WORK TASK -
Write out only the opening lines of the entries, through the line with "pub const NOT_FOUND_MESSAGE: &str".

THE INPUT -
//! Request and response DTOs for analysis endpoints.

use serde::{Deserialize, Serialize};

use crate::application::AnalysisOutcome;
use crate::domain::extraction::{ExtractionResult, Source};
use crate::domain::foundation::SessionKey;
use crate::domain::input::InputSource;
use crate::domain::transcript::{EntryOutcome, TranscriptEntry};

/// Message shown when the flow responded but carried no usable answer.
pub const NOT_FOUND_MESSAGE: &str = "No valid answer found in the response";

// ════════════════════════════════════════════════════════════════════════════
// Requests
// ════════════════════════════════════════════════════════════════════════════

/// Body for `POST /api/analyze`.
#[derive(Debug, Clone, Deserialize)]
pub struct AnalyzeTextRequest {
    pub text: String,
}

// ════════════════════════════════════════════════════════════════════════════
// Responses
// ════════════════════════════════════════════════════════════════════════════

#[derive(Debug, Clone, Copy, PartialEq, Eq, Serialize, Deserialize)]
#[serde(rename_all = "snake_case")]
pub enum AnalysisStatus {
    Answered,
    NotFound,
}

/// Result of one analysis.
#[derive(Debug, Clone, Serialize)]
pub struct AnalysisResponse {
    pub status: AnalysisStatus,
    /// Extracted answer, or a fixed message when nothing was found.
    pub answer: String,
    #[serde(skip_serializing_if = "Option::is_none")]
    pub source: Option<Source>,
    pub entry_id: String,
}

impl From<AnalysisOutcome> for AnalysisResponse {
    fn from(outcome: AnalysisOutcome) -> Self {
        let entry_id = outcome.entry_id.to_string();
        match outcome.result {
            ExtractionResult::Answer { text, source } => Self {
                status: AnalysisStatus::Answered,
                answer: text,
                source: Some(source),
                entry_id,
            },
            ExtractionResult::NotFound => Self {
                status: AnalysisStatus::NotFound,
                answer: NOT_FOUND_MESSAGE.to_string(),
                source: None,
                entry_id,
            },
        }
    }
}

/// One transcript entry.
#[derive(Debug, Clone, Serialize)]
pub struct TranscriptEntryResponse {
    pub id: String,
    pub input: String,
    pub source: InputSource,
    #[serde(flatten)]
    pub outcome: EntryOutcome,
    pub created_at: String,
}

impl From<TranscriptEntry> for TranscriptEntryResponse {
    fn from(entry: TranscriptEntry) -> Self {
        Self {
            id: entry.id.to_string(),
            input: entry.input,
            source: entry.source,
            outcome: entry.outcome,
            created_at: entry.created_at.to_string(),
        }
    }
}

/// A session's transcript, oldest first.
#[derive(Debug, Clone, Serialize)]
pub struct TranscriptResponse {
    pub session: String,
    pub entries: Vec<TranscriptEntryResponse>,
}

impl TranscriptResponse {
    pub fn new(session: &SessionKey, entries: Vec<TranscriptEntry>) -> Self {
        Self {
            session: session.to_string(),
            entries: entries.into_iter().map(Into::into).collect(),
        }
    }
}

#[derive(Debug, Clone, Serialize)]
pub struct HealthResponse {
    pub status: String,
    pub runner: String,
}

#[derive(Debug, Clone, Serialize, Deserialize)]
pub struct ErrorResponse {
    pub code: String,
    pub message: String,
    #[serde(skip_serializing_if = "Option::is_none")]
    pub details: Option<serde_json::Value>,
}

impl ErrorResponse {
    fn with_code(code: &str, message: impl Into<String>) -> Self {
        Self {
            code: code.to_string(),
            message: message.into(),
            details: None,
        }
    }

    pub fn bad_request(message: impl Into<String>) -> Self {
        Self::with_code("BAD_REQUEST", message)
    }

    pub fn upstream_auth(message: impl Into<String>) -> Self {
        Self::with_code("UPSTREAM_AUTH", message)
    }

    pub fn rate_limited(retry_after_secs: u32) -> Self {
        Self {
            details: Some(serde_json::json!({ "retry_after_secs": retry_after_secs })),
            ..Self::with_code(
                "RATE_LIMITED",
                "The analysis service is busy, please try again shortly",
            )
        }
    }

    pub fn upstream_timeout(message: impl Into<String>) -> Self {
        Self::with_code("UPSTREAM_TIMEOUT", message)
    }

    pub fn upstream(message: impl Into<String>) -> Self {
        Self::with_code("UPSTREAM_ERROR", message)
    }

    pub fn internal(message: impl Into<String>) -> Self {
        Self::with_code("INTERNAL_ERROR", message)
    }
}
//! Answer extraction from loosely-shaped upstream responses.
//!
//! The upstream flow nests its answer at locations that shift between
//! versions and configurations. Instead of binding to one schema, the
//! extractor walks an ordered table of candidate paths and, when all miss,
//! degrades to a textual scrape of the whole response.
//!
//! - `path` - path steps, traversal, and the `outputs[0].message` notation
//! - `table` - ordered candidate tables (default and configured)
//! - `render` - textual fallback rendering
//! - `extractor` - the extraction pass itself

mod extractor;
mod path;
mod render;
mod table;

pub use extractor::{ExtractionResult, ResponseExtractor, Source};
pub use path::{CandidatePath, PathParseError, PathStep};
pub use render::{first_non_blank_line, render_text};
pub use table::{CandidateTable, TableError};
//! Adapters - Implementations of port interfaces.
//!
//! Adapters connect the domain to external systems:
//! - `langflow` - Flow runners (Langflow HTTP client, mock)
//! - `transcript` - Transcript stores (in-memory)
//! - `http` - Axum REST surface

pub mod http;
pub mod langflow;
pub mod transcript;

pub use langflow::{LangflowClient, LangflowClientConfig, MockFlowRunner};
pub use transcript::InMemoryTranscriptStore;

REPLY TO THE EXERCISE -
//! Request and response DTOs for analysis endpoints.

use serde::{Deserialize, Serialize};

use crate::application::AnalysisOutcome;
use crate::domain::extraction::{ExtractionResult, Source};
use crate::domain::foundation::SessionKey;
use crate::domain::input::InputSource;
use crate::domain::transcript::{EntryOutcome, TranscriptEntry};

/// Message shown when the flow responded but carried no usable answer.
pub const NOT_FOUND_MESSAGE: &str = "No valid answer found in the response";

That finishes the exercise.